● **The task**:
Reproduce the records word for word, from the first line to the line containing "let guard = self.0.get(id);".

● **Input data**:

• • • • • • •

//! Registry of live sessions.
//!
//! `SessionRegistry` stores non-owning [`WeakSession`] references so
//! application code can reach live sessions (for example to broadcast)
//! without keeping finished ones alive. Dead entries are pruned
//! opportunistically or lazily at lookup time.

use dashmap::DashMap;

use crate::session::{Session, SessionId, WeakSession};

/// Concurrent registry of sessions keyed by [`SessionId`].
#[derive(Debug, Default)]
pub struct SessionRegistry(DashMap<SessionId, WeakSession>);

impl SessionRegistry {
    /// Create an empty registry.
    #[must_use]
    pub fn new() -> Self { Self::default() }

    /// Retrieve the session for `id` if it is still alive.
    pub fn get(&self, id: &SessionId) -> Option<Session> {
        let guard = self.0.get(id);
        let session = guard.as_ref().and_then(|weak| weak.upgrade());
        drop(guard);
        if session.is_none() {
            self.0.remove_if(id, |_, weak| weak.is_dead());
        }
        session
    }

    /// Track a newly opened session.
    pub fn insert(&self, session: &Session) { self.0.insert(session.id(), session.downgrade()); }

    /// Stop tracking a session, typically on teardown.
    pub fn remove(&self, id: &SessionId) { self.0.remove(id); }

    /// Number of tracked entries, dead ones included.
    #[must_use]
    pub fn len(&self) -> usize { self.0.len() }

    /// Whether no entries are tracked.
    #[must_use]
    pub fn is_empty(&self) -> bool { self.0.is_empty() }

    /// Remove all stale weak references without returning any sessions.
    ///
    /// `DashMap::retain` acquires per-bucket write locks, so other operations
    /// may contend briefly while the registry is pruned.
    pub fn prune(&self) { self.0.retain(|_, weak| !weak.is_dead()); }

    /// Prune stale weak references, then collect the remaining live sessions.
    ///
    /// This holds per-bucket write locks while iterating. Use [`prune`] from a
    /// maintenance task when only cleanup is required.
    ///
    /// [`prune`]: Self::prune
    #[must_use]
    pub fn active_sessions(&self) -> Vec<Session> {
        let mut sessions = Vec::with_capacity(self.0.len());
        self.0.retain(|_, weak| {
            if let Some(session) = weak.upgrade() {
                sessions.push(session);
                true
            } else {
                false
            }
        });
        sessions
    }

    /// Prune stale weak references, then return the IDs of the live sessions.
    #[must_use]
    pub fn active_ids(&self) -> Vec<SessionId> {
        let mut ids = Vec::with_capacity(self.0.len());
        self.0.retain(|id, weak| {
            if weak.is_dead() {
                false
            } else {
                ids.push(*id);
                true
            }
        });
        ids
    }

    /// Send `text` to every live OPEN session, returning how many accepted it.
    pub fn broadcast_text(&self, text: &str) -> usize {
        self.active_sessions()
            .iter()
            .filter(|session| session.send_text_data(text))
            .count()
    }
}
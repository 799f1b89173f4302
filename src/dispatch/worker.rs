//! Worker task that executes queued units.

use std::{
    panic::AssertUnwindSafe,
    sync::{Arc, atomic::Ordering},
};

use futures::FutureExt;
use log::error;
use tokio::time::timeout;

use super::{Shared, Unit};
use crate::{metrics, panic::format_panic};

enum Next {
    Unit(Unit),
    Idle,
    Stop,
}

/// Pull and execute units until shutdown or idle retirement.
pub(super) async fn run(shared: Arc<Shared>) {
    loop {
        shared.idle.fetch_add(1, Ordering::AcqRel);
        let next = tokio::select! {
            biased;

            () = shared.shutdown.cancelled() => Next::Stop,

            received = timeout(shared.config.idle_timeout, recv(&shared)) => match received {
                Ok(Some(unit)) => Next::Unit(unit),
                Ok(None) => Next::Stop,
                Err(_) => Next::Idle,
            },
        };
        shared.idle.fetch_sub(1, Ordering::AcqRel);

        match next {
            Next::Unit(unit) => execute(unit).await,
            Next::Idle if retire(&shared) => return,
            Next::Idle => {}
            Next::Stop => {
                shared.workers.fetch_sub(1, Ordering::AcqRel);
                return;
            }
        }
    }
}

async fn recv(shared: &Shared) -> Option<Unit> { shared.rx.lock().await.recv().await }

/// Give up this worker's slot if the pool is above its minimum.
fn retire(shared: &Shared) -> bool {
    let min = shared.config.min_workers;
    shared
        .workers
        .fetch_update(Ordering::AcqRel, Ordering::Acquire, |n| {
            if n > min { Some(n - 1) } else { None }
        })
        .is_ok()
}

async fn execute(unit: Unit) {
    let Unit { session, message } = unit;
    let id = session.id();
    let opcode = message.opcode();
    if let Err(panic) = AssertUnwindSafe(session.execute(message))
        .catch_unwind()
        .await
    {
        metrics::inc_handler_panics();
        let panic_msg = format_panic(&panic);
        // Emit via both `log` and `tracing` for tests that capture either.
        error!("message execution panicked: panic={panic_msg}, session={id}, opcode={opcode}");
        tracing::error!(panic = %panic_msg, session = %id, %opcode, "message execution panicked");
    }
}
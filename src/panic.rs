//! Formatting of panic payloads caught from message handlers.

use std::{any::Any, fmt};

/// Borrowed view of a panic payload that formats it when logged.
///
/// The payload is downcast to `String` or `&'static str` if possible and falls
/// back to `Debug` formatting otherwise.
///
/// ```
/// use wiresocket::panic::format_panic;
///
/// let payload: Box<dyn std::any::Any + Send> = Box::new("boom");
/// assert_eq!(format_panic(&payload).to_string(), "boom");
///
/// let payload: Box<dyn std::any::Any + Send> = Box::new(String::from("boom"));
/// assert_eq!(format_panic(&payload).to_string(), "boom");
///
/// let payload: Box<dyn std::any::Any + Send> = Box::new(5_u32);
/// assert!(format_panic(&payload).to_string().contains("Any"));
/// ```
#[derive(Debug)]
#[must_use]
pub struct PanicMessage<'a>(&'a (dyn Any + Send));

impl fmt::Display for PanicMessage<'_> {
    fn fmt(&self, f: &mut fmt::Formatter<'_>) -> fmt::Result {
        if let Some(s) = self.0.downcast_ref::<String>() {
            f.write_str(s)
        } else if let Some(s) = self.0.downcast_ref::<&'static str>() {
            f.write_str(s)
        } else {
            write!(f, "{:?}", self.0)
        }
    }
}

/// Create a [`PanicMessage`] for the payload returned by `catch_unwind`.
pub fn format_panic(panic: &Box<dyn Any + Send>) -> PanicMessage<'_> { PanicMessage(&**panic) }
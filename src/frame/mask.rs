//! Client-to-server payload masking.

/// XOR `payload` with `key`, treating `payload[0]` as payload position
/// `offset`.
///
/// The offset lets a payload that arrives across several reads be unmasked
/// chunk by chunk. Applying the same key and offset twice restores the input.
///
/// ```
/// use wiresocket::frame::apply_mask;
///
/// let key = [0x37, 0xFA, 0x21, 0x3D];
/// let mut whole = *b"Hello";
/// apply_mask(&mut whole, key, 0);
///
/// let mut split = *b"Hello";
/// let (head, tail) = split.split_at_mut(2);
/// apply_mask(head, key, 0);
/// apply_mask(tail, key, 2);
/// assert_eq!(whole, split);
/// ```
pub fn apply_mask(payload: &mut [u8], key: [u8; 4], offset: usize) {
    for (i, byte) in payload.iter_mut().enumerate() {
        *byte ^= key[(offset + i) % 4];
    }
}
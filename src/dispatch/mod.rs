//! Bounded dispatch queue that runs message handling off the read path.
//!
//! The read path hands every completed message to [`DispatchQueue::queue`],
//! which never waits: the unit either fits in the bounded queue or the
//! session is shed with a close frame. A pool of worker tasks pulls units and
//! runs [`Session::execute`]. The pool grows on demand up to `max_workers`
//! and idle workers above `min_workers` retire after `idle_timeout`.
//!
//! Units of one session may be executed by different workers at the same
//! time, so handling order within a session is not guaranteed. Frame
//! emission stays serialised per session by the session's send lock.
//!
//! The queue is an explicitly constructed service: create it once with
//! [`DispatchQueue::start`] and pass clones to every connection.

pub mod config;
pub mod error;
mod worker;

use std::sync::{
    Arc,
    atomic::{AtomicUsize, Ordering},
};

pub use config::DispatchConfig;
pub use error::DispatchError;
use log::warn;
use tokio::sync::{
    Mutex,
    mpsc::{self, error::TrySendError},
};
use tokio_util::{sync::CancellationToken, task::TaskTracker};

use crate::{close::CloseCode, message::Message, metrics, session::Session};

/// Close reason sent to a session shed by a full queue.
pub const QUEUE_FULL_REASON: &str = "too many messages";
/// Close reason sent to sessions still queued at shutdown.
pub const SHUTDOWN_REASON: &str = "server shutting down";

/// One execution unit: a message and the session that received it.
pub(crate) struct Unit {
    session: Session,
    message: Message,
}

pub(crate) struct Shared {
    tx: mpsc::Sender<Unit>,
    rx: Mutex<mpsc::Receiver<Unit>>,
    config: DispatchConfig,
    workers: AtomicUsize,
    idle: AtomicUsize,
    shutdown: CancellationToken,
    tracker: TaskTracker,
}

impl Shared {
    /// Reserve a worker slot and spawn a worker into it.
    fn spawn_worker(self: &Arc<Self>) -> bool {
        let max = self.config.max_workers;
        let reserved = self
            .workers
            .fetch_update(Ordering::AcqRel, Ordering::Acquire, |n| {
                (n < max).then_some(n + 1)
            })
            .is_ok();
        if reserved {
            self.tracker.spawn(worker::run(Arc::clone(self)));
        }
        reserved
    }
}

/// Cancels the pool once the last [`DispatchQueue`] handle is dropped.
struct Owner(Arc<Shared>);

impl Drop for Owner {
    fn drop(&mut self) { self.0.shutdown.cancel(); }
}

/// Cloneable handle to a running dispatch queue.
#[derive(Clone)]
pub struct DispatchQueue {
    owner: Arc<Owner>,
}

impl DispatchQueue {
    /// Start the queue and its minimum set of workers.
    ///
    /// `config` is normalised first. Must be called from within a tokio
    /// runtime.
    #[must_use]
    pub fn start(config: DispatchConfig) -> Self {
        let config = config.normalized();
        let (tx, rx) = mpsc::channel(config.capacity);
        let shared = Arc::new(Shared {
            tx,
            rx: Mutex::new(rx),
            config,
            workers: AtomicUsize::new(0),
            idle: AtomicUsize::new(0),
            shutdown: CancellationToken::new(),
            tracker: TaskTracker::new(),
        });
        for _ in 0..config.min_workers {
            shared.spawn_worker();
        }
        Self {
            owner: Arc::new(Owner(shared)),
        }
    }

    fn shared(&self) -> &Arc<Shared> { &self.owner.0 }

    /// Configuration in effect after normalisation.
    #[must_use]
    pub fn config(&self) -> DispatchConfig { self.shared().config }

    /// Admit `message` for execution on `session` without waiting.
    ///
    /// # Errors
    ///
    /// Returns [`DispatchError::QueueFull`] when the queue is at capacity and
    /// [`DispatchError::ShutDown`] after [`shutdown`](Self::shutdown). The
    /// session is sent a close frame in both cases; the unit is not silently
    /// dropped.
    pub fn queue(&self, session: &Session, message: Message) -> Result<(), DispatchError> {
        let shared = self.shared();
        if shared.shutdown.is_cancelled() {
            session.send_close(CloseCode::GoingAway, SHUTDOWN_REASON);
            return Err(DispatchError::ShutDown);
        }

        let unit = Unit {
            session: session.clone(),
            message,
        };
        match shared.tx.try_send(unit) {
            Ok(()) => {
                if shared.idle.load(Ordering::Acquire) == 0 {
                    shared.spawn_worker();
                }
                Ok(())
            }
            Err(TrySendError::Full(unit)) => {
                let id = unit.session.id();
                metrics::inc_rejected();
                warn!(
                    "dispatch queue full, shedding session: session={id}, capacity={}",
                    shared.config.capacity
                );
                tracing::warn!(session = %id, "dispatch queue full");
                unit.session
                    .send_close(CloseCode::InternalServerError, QUEUE_FULL_REASON);
                Err(DispatchError::QueueFull)
            }
            Err(TrySendError::Closed(unit)) => {
                unit.session.send_close(CloseCode::GoingAway, SHUTDOWN_REASON);
                Err(DispatchError::ShutDown)
            }
        }
    }

    /// Number of live workers.
    #[must_use]
    pub fn worker_count(&self) -> usize { self.shared().workers.load(Ordering::Acquire) }

    /// Number of workers waiting for a unit.
    #[must_use]
    pub fn idle_workers(&self) -> usize { self.shared().idle.load(Ordering::Acquire) }

    /// Units waiting for a worker.
    #[must_use]
    pub fn pending(&self) -> usize {
        let tx = &self.shared().tx;
        tx.max_capacity() - tx.capacity()
    }

    /// Stop all workers and wait for them to finish their current unit.
    ///
    /// Units still queued are not executed; their sessions are closed with
    /// GOING_AWAY.
    pub async fn shutdown(&self) {
        let shared = self.shared();
        shared.shutdown.cancel();
        shared.tracker.close();
        shared.tracker.wait().await;

        let mut rx = shared.rx.lock().await;
        while let Ok(unit) = rx.try_recv() {
            unit.session.send_close(CloseCode::GoingAway, SHUTDOWN_REASON);
        }
    }
}

impl std::fmt::Debug for DispatchQueue {
    fn fmt(&self, f: &mut std::fmt::Formatter<'_>) -> std::fmt::Result {
        f.debug_struct("DispatchQueue")
            .field("config", &self.config())
            .field("workers", &self.worker_count())
            .field("idle", &self.idle_workers())
            .field("pending", &self.pending())
            .finish()
    }
}
//! Canonical error and result types for the crate.
//!
//! Each module reports its own error enum; [`WebSocketError`] aggregates
//! them for callers that want a single error surface.

use thiserror::Error;

use crate::{
    close::CloseReasonError,
    config::ConfigError,
    dispatch::DispatchError,
    parser::{ProtocolError, ReadError},
};

/// Top-level error type exposed by `wiresocket`.
#[derive(Debug, Error)]
pub enum WebSocketError {
    /// The peer violated the WebSocket protocol.
    #[error("protocol error: {0}")]
    Protocol(#[from] ProtocolError),
    /// A close payload could not be decoded.
    #[error("invalid close payload: {0}")]
    CloseReason(#[from] CloseReasonError),
    /// A unit could not be admitted to the dispatch queue.
    #[error("dispatch error: {0}")]
    Dispatch(#[from] DispatchError),
    /// A configuration value was rejected.
    #[error("configuration error: {0}")]
    Config(#[from] ConfigError),
    /// An error in the underlying transport.
    #[error("transport error: {0}")]
    Io(#[from] std::io::Error),
}

impl From<ReadError> for WebSocketError {
    fn from(error: ReadError) -> Self {
        match error {
            ReadError::Protocol(e) => Self::Protocol(e),
            ReadError::Io(e) => Self::Io(e),
        }
    }
}

impl WebSocketError {
    /// Close status to send to the peer for this error, if one applies.
    #[must_use]
    pub fn close_code(&self) -> Option<crate::close::CloseCode> {
        match self {
            Self::Protocol(e) => Some(e.close_code()),
            Self::CloseReason(_) => Some(crate::close::CloseCode::ProtocolError),
            Self::Dispatch(_) => Some(crate::close::CloseCode::InternalServerError),
            Self::Config(_) | Self::Io(_) => None,
        }
    }
}

/// Canonical result alias used by `wiresocket` public APIs.
pub type Result<T> = std::result::Result<T, WebSocketError>;

#[cfg(test)]
mod tests {
    use std::io;

    use rstest::rstest;

    use super::*;
    use crate::close::CloseCode;

    #[rstest]
    #[case::protocol(ProtocolError::UnmaskedFrame.into(), Some(CloseCode::ProtocolError))]
    #[case::utf8(ProtocolError::InvalidUtf8.into(), Some(CloseCode::InvalidFramePayloadData))]
    #[case::queue(DispatchError::QueueFull.into(), Some(CloseCode::InternalServerError))]
    #[case::io(io::Error::from(io::ErrorKind::BrokenPipe).into(), None)]
    fn close_code_follows_error_kind(
        #[case] error: WebSocketError,
        #[case] expected: Option<CloseCode>,
    ) {
        assert_eq!(error.close_code(), expected);
    }

    #[test]
    fn read_errors_keep_their_kind() {
        let err = WebSocketError::from(ReadError::Protocol(ProtocolError::ReservedBitsSet));
        assert!(matches!(err, WebSocketError::Protocol(ProtocolError::ReservedBitsSet)));
        assert_eq!(err.to_string(), "protocol error: reserved bits must be zero");
    }
}
#![doc(html_root_url = "https://docs.rs/wiresocket/latest")]
//! Public API for the `wiresocket` library.
//!
//! This crate implements the server side of the WebSocket protocol
//! (RFC 6455) for connections that have already been upgraded: a resumable
//! frame parser, message reassembly and verification, the session state
//! machine with its close/ping/pong handling, a fragmenting frame sender and
//! a bounded dispatch queue that runs message handlers off the read path.

pub mod close;
pub mod config;
pub mod connection;
pub mod dispatch;
pub mod error;
pub mod frame;
pub mod handler;
pub mod message;
pub mod metrics;
pub mod panic;
pub mod parser;
pub mod registry;
pub mod sender;
pub mod service;
pub mod session;
pub mod stats;
mod test_helpers;
pub mod transport;

pub use close::{CloseCode, CloseReason};
pub use config::EngineConfig;
pub use connection::{Connection, ReadStatus};
pub use dispatch::{DispatchConfig, DispatchError, DispatchQueue};
pub use error::{Result, WebSocketError};
pub use frame::Opcode;
pub use handler::MessageHandler;
pub use message::{Message, Payload};
pub use parser::{FrameParser, ProtocolError};
pub use registry::SessionRegistry;
pub use service::WebSocketService;
pub use session::{Session, SessionId, SessionState};
pub use stats::{MetricsStats, NoopStats, StatsSink};
pub use transport::{StreamTransport, Transport};
//! Application callbacks for an upgraded endpoint.

use async_trait::async_trait;
use bytes::Bytes;

use crate::session::Session;

/// Callbacks invoked by a [`Session`] as its lifecycle progresses.
///
/// Callbacks run on dispatch workers, never on the read path, so they may
/// await freely. Every method has an empty default so implementors only
/// override what they need.
///
/// ```
/// use async_trait::async_trait;
/// use wiresocket::{handler::MessageHandler, session::Session};
///
/// struct Echo;
///
/// #[async_trait]
/// impl MessageHandler for Echo {
///     async fn on_text(&self, text: &str, session: &Session) {
///         session.send_text_data(text);
///     }
/// }
/// ```
#[async_trait]
pub trait MessageHandler: Send + Sync + 'static {
    /// The session reached OPEN.
    async fn on_open(&self, _session: &Session) {}

    /// A complete text message arrived.
    async fn on_text(&self, _text: &str, _session: &Session) {}

    /// A complete binary message arrived.
    async fn on_binary(&self, _data: &Bytes, _session: &Session) {}

    /// The session closed. Called at most once per session.
    async fn on_close(&self, _session: &Session) {}
}
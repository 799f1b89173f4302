//! Errors returned when a unit cannot be admitted.

use thiserror::Error;

/// Why [`DispatchQueue::queue`](super::DispatchQueue::queue) refused a unit.
///
/// In both cases the session has already been sent a close frame.
#[derive(Clone, Copy, Debug, Error, PartialEq, Eq)]
pub enum DispatchError {
    /// Every slot in the bounded queue was taken.
    #[error("dispatch queue is full")]
    QueueFull,
    /// The queue was shut down.
    #[error("dispatch queue has shut down")]
    ShutDown,
}
//! Payload length forms of a frame header.
//!
//! The 7-bit length field either holds the length itself or announces a
//! 16-bit or 64-bit network-order extension.

use bytes::BufMut;

use super::{LEN_MARKER_16, LEN_MARKER_64, MASK_BIT, MAX_CONTROL_PAYLOAD};

/// How a payload length is carried on the wire.
///
/// ```
/// use wiresocket::frame::PayloadLength;
///
/// let len = PayloadLength::of(300);
/// assert_eq!(len, PayloadLength::Extended16(300));
/// let mut wire = Vec::new();
/// len.put(&mut wire, true);
/// assert_eq!(wire, [0xFE, 0x01, 0x2C]);
/// ```
#[derive(Clone, Copy, Debug, PartialEq, Eq)]
pub enum PayloadLength {
    /// Up to 125 bytes, held in the 7-bit field.
    Short(u8),
    /// 126 to 65535 bytes, in a 16-bit extension.
    Extended16(u16),
    /// Anything longer, in a 64-bit extension.
    Extended64(u64),
}

impl PayloadLength {
    /// Smallest form able to carry `len`.
    #[must_use]
    pub fn of(len: usize) -> Self {
        if len <= MAX_CONTROL_PAYLOAD {
            #[expect(
                clippy::cast_possible_truncation,
                reason = "guarded by the 125-byte bound"
            )]
            return Self::Short(len as u8);
        }
        match u16::try_from(len) {
            Ok(len) => Self::Extended16(len),
            Err(_) => Self::Extended64(len as u64),
        }
    }

    /// The length itself.
    #[must_use]
    pub const fn get(self) -> u64 {
        match self {
            Self::Short(len) => len as u64,
            Self::Extended16(len) => len as u64,
            Self::Extended64(len) => len,
        }
    }

    /// Value of the 7-bit length field.
    #[must_use]
    pub const fn marker(self) -> u8 {
        match self {
            Self::Short(len) => len,
            Self::Extended16(_) => LEN_MARKER_16,
            Self::Extended64(_) => LEN_MARKER_64,
        }
    }

    /// Bytes following the second header byte, masking key excluded.
    #[must_use]
    pub const fn extension_len(self) -> usize {
        match self {
            Self::Short(_) => 0,
            Self::Extended16(_) => 2,
            Self::Extended64(_) => 8,
        }
    }

    /// Write the second header byte and any extension to `dst`.
    pub fn put(self, dst: &mut impl BufMut, masked: bool) {
        let mask = if masked { MASK_BIT } else { 0 };
        dst.put_u8(mask | self.marker());
        match self {
            Self::Short(_) => {}
            Self::Extended16(len) => dst.put_u16(len),
            Self::Extended64(len) => dst.put_u64(len),
        }
    }
}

• • • • • • •

● **Answer for this exercise**:
//! Registry of live sessions.
//!
//! `SessionRegistry` stores non-owning [`WeakSession`] references so
//! application code can reach live sessions (for example to broadcast)
//! without keeping finished ones alive. Dead entries are pruned
//! opportunistically or lazily at lookup time.

use dashmap::DashMap;

use crate::session::{Session, SessionId, WeakSession};

/// Concurrent registry of sessions keyed by [`SessionId`].
#[derive(Debug, Default)]
pub struct SessionRegistry(DashMap<SessionId, WeakSession>);

impl SessionRegistry {
    /// Create an empty registry.
    #[must_use]
    pub fn new() -> Self { Self::default() }

    /// Retrieve the session for `id` if it is still alive.
    pub fn get(&self, id: &SessionId) -> Option<Session> {
        let guard = self.0.get(id);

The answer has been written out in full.